Relationship to Percent of Adults with a College Education

So, what I'd like to do is let's go back and look at the geographic data. Let's go to Rob's point, and that is that if you are looking at this and know anything about Chicago, you know that in the city people tend to have lower incomes and the suburbs people generally have higher incomes. Now, on top of that different suburbs look different. You get some suburbs that are xxx existing, they've been around for 50 or 100 years, they tend to be blue-collar workers, you have other suburbs that tend to be white-collar suburbs. So, just one indication of that would be to go back and look at the percent of adults with college education. The point is that, some suburbs like Evanston, you get close to 60% of the adults have a college education. In other suburbs, if you look in Chicago, on South Side, you get about 2% of the adults have a college education. So, the point is just that, you see a lot of diversity The point is, I could the price elasticity and I could do a lot of things just to come up with some kind of estimate: is the store sensitive, or not sensitive. And the point is, is that now you see some of things matching up pretty well. Like, down here, you see that low college education results in stores that are very sensitive to price changes.

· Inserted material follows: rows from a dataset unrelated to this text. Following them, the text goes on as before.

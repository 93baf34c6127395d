//! Tokens: the atomic units of an expression.

use super::evaluator::EvaluationError;
use serde::{Deserialize, Serialize};
use std::fmt;
use std::str::FromStr;

/// A binary arithmetic operator.
///
/// # Example
///
/// ```rust
/// use calcmind::core::Operator;
///
/// assert_eq!(Operator::Minus.symbol(), "-");
/// assert_eq!("*".parse::<Operator>(), Ok(Operator::Multiply));
/// assert_eq!(Operator::Divide.apply(7, 2), Ok(3));
/// ```
#[derive(Clone, Copy, PartialEq, Eq, Hash, Debug, Serialize, Deserialize)]
pub enum Operator {
    Plus,
    Minus,
    Multiply,
    Divide,
}

impl Operator {
    /// All operators, in keypad order.
    pub const ALL: [Operator; 4] = [
        Operator::Plus,
        Operator::Minus,
        Operator::Multiply,
        Operator::Divide,
    ];

    /// The symbol used for this operator in canonical text.
    pub fn symbol(&self) -> &'static str {
        match self {
            Self::Plus => "+",
            Self::Minus => "-",
            Self::Multiply => "*",
            Self::Divide => "/",
        }
    }

    /// Apply the operator with checked integer arithmetic.
    ///
    /// Division truncates towards zero.
    pub fn apply(&self, lhs: i64, rhs: i64) -> Result<i64, EvaluationError> {
        let value = match self {
            Self::Plus => lhs.checked_add(rhs),
            Self::Minus => lhs.checked_sub(rhs),
            Self::Multiply => lhs.checked_mul(rhs),
            Self::Divide => {
                if rhs == 0 {
                    return Err(EvaluationError::DivisionByZero);
                }
                lhs.checked_div(rhs)
            }
        };
        value.ok_or(EvaluationError::Overflow)
    }
}

impl fmt::Display for Operator {
    fn fmt(&self, f: &mut fmt::Formatter<'_>) -> fmt::Result {
        f.write_str(self.symbol())
    }
}

/// Error returned when a symbol does not name an operator.
#[derive(Clone, Debug, PartialEq, Eq, thiserror::Error)]
#[error("Unknown operator symbol '{0}'")]
pub struct UnknownOperator(pub String);

impl FromStr for Operator {
    type Err = UnknownOperator;

    fn from_str(s: &str) -> Result<Self, Self::Err> {
        match s {
            "+" => Ok(Self::Plus),
            "-" => Ok(Self::Minus),
            "*" | "×" => Ok(Self::Multiply),
            "/" | "÷" => Ok(Self::Divide),
            other => Err(UnknownOperator(other.to_string())),
        }
    }
}

/// An operand or an operator.
#[derive(Clone, Copy, PartialEq, Eq, Hash, Debug, Serialize, Deserialize)]
pub enum Token {
    Operand(i64),
    Operator(Operator),
}

impl Token {
    pub fn is_operand(&self) -> bool {
        matches!(self, Self::Operand(_))
    }

    pub fn is_operator(&self) -> bool {
        matches!(self, Self::Operator(_))
    }
}

impl From<i64> for Token {
    fn from(value: i64) -> Self {
        Self::Operand(value)
    }
}

impl From<Operator> for Token {
    fn from(operator: Operator) -> Self {
        Self::Operator(operator)
    }
}

impl fmt::Display for Token {
    fn fmt(&self, f: &mut fmt::Formatter<'_>) -> fmt::Result {
        match self {
            Self::Operand(value) => write!(f, "{value}"),
            Self::Operator(operator) => write!(f, "{operator}"),
        }
    }
}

In some of these northern suburbs, you see that the yellows are xxxx, so the point is that in these stores of high education levels tend to indicate that people are not going to be price sensitive. So the whole result that we keep going after is this - first say, you know it's going to important, so lets measure price sensitivity. Then after we've done that, you know, can we go back and improve this? Because we do have some good reasons to expect that price elasticity isn't just some random variable. And the fact that college educated I have a higher income and I'm xxx , I've got a car, you know it implies something about my taste and my preferences.